THE PLAYWRIGHT AND HIS TIME (CONTINUED)

•  It is important to know, too, that during Euripides’ lifetime, Greece entered into the Peloponnesian Wars. These wars between Athens and Sparta lasted for three decades (431—404 B.C.) and eventually led to the downfall of Greek civilization. War and human passion won out over rational civilization. Euripides’ plays reflected that reality, which is why Athenians were wary of his works and modern audiences continue to read them.

LITERARY TERMS

•  TRAGIC HEROES – Characters whose fatal flaw or frailty is the key to their undoing. The lessons they learn alter them forever. Tragic heroes serve as symbols that provide audiences with a chance to experience a sort of moral cleansing. They suffer so the audiences don’t have to.

•  ARCHETYPAL CHARACTERS – Characters who embody universal human traits and thus transcend the culturally specific events of their stories. For example, the archetype of the innocent young hero taking a quest and being mentored along the way is found in everything from ancient myths and fairy tales to contemporary films like Star Wars. A reader can easily picture an archetypal character coming to live in an entirely different setting and plot.

MEDEA BY EURIPIDES

•  When Medea was first presented in 431 B.C. along with the other dramas at Dionysia, the Athenian festival celebrating the god Dionysus, it came in dead last in the popular vote.

•  Critics generally consider Medea an archetypal character rather than a tragic hero. She does not learn anything about herself. In fact, she is just as self-righteous at the end of the play as at the beginning. Medea is the archetype of jealous passion.

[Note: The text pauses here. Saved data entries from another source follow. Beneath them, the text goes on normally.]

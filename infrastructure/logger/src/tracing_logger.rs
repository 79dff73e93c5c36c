use business::domain::logger::Logger;
use tracing::{debug, error, info, warn};

/// Forwards business-layer log lines to `tracing` under a single target.
pub struct TracingLogger;

impl Logger for TracingLogger {
    fn info(&self, message: &str) {
        info!(target: "Storefront -- ", "{}", message);
    }
    fn warn(&self, message: &str) {
        warn!(target: "Storefront -- ", "{}", message);
    }
    fn error(&self, message: &str) {
        error!(target: "Storefront -- ", "{}", message);
    }
    fn debug(&self, message: &str) {
        debug!(target: "Storefront -- ", "{}", message);
    }
}
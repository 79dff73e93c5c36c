use std::sync::Arc;

use async_trait::async_trait;

use crate::domain::catalog::errors::CatalogError;
use crate::domain::catalog::model::CatalogProduct;
use crate::domain::catalog::repository::CatalogRepository;
use crate::domain::catalog::use_cases::get_by_slug::{
    GetCatalogProductBySlugParams, GetCatalogProductBySlugUseCase,
};
use crate::domain::logger::Logger;

pub struct GetCatalogProductBySlugUseCaseImpl {
    pub repository: Arc<dyn CatalogRepository>,
    pub logger: Arc<dyn Logger>,
}

#[async_trait]
impl GetCatalogProductBySlugUseCase for GetCatalogProductBySlugUseCaseImpl {
    async fn execute(
        &self,
        params: GetCatalogProductBySlugParams,
    ) -> Result<CatalogProduct, CatalogError> {
        self.logger
            .debug(&format!("Getting catalog product: {}", params.slug));

        self.repository
            .get_by_slug(&params.slug)
            .await?
            .ok_or(CatalogError::NotFound)
    }
}
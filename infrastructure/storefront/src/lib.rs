pub mod cart_gateway;
pub mod client;
pub mod product_gateway;
mod queries;
mod types;
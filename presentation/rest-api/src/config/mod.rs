pub mod app_config;
pub mod cart_config;
pub mod cors_config;
pub mod database_config;
pub mod server_config;
pub mod storefront_config;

We don’t identify with her type so much as we hope to avoid it.

MEDEA (CONTINUED)

•  The mythical Medea was the: daughter of the king of Colchis, niece of the sorceress Circe, and granddaughter of the sun gold Helios.

•  Although not a Greek, she was a powerful and passionate woman who entered Greek mythology through her association with Jason, one of ancient Greece’s greatest heroes.